[Records from a data collection]
/---

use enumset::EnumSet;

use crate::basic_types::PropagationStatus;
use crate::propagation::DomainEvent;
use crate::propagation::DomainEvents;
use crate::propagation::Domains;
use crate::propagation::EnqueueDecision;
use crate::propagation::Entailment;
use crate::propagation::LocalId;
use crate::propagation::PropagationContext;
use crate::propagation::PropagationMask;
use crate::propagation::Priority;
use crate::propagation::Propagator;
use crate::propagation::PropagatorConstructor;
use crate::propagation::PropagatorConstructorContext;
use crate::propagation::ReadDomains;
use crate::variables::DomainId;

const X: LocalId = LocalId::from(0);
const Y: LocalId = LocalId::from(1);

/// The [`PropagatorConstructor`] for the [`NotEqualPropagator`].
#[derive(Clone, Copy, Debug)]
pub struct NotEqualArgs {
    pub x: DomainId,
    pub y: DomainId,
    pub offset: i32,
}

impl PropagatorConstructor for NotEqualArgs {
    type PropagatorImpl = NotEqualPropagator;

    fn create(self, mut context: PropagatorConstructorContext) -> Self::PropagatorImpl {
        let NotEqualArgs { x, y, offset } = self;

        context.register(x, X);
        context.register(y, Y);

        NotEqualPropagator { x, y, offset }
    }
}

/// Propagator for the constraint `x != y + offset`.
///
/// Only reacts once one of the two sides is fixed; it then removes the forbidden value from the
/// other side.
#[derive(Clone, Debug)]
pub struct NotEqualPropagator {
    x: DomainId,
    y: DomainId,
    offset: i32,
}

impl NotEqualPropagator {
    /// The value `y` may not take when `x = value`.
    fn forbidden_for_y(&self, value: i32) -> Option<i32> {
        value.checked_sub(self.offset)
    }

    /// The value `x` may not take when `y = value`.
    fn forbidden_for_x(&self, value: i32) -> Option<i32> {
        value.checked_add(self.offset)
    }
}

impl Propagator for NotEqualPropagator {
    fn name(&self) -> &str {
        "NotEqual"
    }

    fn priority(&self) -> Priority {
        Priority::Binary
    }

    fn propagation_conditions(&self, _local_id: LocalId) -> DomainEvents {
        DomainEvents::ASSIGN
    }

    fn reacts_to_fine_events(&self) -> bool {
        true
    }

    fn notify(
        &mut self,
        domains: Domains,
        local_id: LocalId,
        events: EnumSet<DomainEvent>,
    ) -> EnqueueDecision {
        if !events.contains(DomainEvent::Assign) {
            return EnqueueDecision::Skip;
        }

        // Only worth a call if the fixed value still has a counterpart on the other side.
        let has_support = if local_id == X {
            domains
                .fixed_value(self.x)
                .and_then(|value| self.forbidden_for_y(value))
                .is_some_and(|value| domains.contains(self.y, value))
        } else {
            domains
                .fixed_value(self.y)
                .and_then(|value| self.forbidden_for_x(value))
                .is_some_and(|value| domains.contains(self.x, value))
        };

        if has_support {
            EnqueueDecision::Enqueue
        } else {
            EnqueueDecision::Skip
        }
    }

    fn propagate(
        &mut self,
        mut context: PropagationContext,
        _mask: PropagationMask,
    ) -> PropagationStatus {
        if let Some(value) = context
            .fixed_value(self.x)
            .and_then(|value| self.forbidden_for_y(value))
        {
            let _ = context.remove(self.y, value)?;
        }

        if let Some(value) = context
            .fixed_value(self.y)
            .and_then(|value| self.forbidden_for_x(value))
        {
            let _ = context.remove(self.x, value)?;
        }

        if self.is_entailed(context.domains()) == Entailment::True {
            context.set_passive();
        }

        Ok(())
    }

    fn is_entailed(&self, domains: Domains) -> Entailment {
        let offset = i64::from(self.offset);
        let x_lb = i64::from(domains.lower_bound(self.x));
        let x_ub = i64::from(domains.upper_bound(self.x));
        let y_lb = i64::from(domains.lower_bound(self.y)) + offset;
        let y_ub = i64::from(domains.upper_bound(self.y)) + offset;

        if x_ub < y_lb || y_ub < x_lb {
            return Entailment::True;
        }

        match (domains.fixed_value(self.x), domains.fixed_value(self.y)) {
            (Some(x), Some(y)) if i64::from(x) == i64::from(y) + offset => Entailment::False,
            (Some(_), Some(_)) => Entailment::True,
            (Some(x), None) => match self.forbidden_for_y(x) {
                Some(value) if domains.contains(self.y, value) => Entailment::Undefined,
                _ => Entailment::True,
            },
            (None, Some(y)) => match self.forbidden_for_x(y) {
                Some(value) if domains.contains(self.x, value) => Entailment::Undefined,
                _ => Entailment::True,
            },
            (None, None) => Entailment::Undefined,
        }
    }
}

\---
/---

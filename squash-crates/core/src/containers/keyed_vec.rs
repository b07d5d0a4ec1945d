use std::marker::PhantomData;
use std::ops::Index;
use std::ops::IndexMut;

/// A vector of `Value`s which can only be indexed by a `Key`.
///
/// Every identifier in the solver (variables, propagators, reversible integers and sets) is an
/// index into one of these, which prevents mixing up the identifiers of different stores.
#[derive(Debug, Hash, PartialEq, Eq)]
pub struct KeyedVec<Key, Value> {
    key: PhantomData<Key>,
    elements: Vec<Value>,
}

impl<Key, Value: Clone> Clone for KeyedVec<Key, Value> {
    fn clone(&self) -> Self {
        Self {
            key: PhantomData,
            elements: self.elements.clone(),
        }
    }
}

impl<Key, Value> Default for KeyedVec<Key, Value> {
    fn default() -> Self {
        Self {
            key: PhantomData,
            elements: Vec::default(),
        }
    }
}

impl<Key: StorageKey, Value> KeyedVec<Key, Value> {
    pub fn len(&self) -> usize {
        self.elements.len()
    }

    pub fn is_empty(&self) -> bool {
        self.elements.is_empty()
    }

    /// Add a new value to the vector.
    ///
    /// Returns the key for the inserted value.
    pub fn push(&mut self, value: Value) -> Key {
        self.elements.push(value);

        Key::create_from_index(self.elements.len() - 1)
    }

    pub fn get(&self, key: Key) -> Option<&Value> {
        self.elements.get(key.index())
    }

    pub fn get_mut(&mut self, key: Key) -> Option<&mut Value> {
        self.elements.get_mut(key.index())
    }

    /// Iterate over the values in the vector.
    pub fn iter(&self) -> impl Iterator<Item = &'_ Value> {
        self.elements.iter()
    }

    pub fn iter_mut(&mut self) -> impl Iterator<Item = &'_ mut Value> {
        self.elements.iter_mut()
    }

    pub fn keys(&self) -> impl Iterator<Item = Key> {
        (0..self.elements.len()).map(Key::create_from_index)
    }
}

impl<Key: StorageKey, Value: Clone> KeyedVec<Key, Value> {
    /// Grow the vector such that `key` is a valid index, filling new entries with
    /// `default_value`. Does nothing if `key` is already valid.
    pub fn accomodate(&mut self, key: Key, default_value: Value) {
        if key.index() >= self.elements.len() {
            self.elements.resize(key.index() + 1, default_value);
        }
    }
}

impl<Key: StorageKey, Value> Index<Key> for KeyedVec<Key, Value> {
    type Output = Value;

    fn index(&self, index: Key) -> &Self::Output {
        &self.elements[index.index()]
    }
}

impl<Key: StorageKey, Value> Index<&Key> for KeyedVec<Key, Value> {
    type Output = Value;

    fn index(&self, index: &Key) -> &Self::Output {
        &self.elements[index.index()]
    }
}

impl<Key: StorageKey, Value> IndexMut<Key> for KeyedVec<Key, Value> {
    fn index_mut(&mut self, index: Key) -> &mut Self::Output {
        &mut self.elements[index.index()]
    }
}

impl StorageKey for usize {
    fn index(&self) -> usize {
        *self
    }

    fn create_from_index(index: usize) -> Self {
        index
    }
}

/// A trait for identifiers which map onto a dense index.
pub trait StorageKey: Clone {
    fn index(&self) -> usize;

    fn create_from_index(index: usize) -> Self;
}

\---

Exercise aim:
When the entries above show the word "IndexMut" in a line, copy that line out.

Exercise output:
use std::ops::IndexMut;
impl<Key: StorageKey, Value> IndexMut<Key> for KeyedVec<Key, Value> {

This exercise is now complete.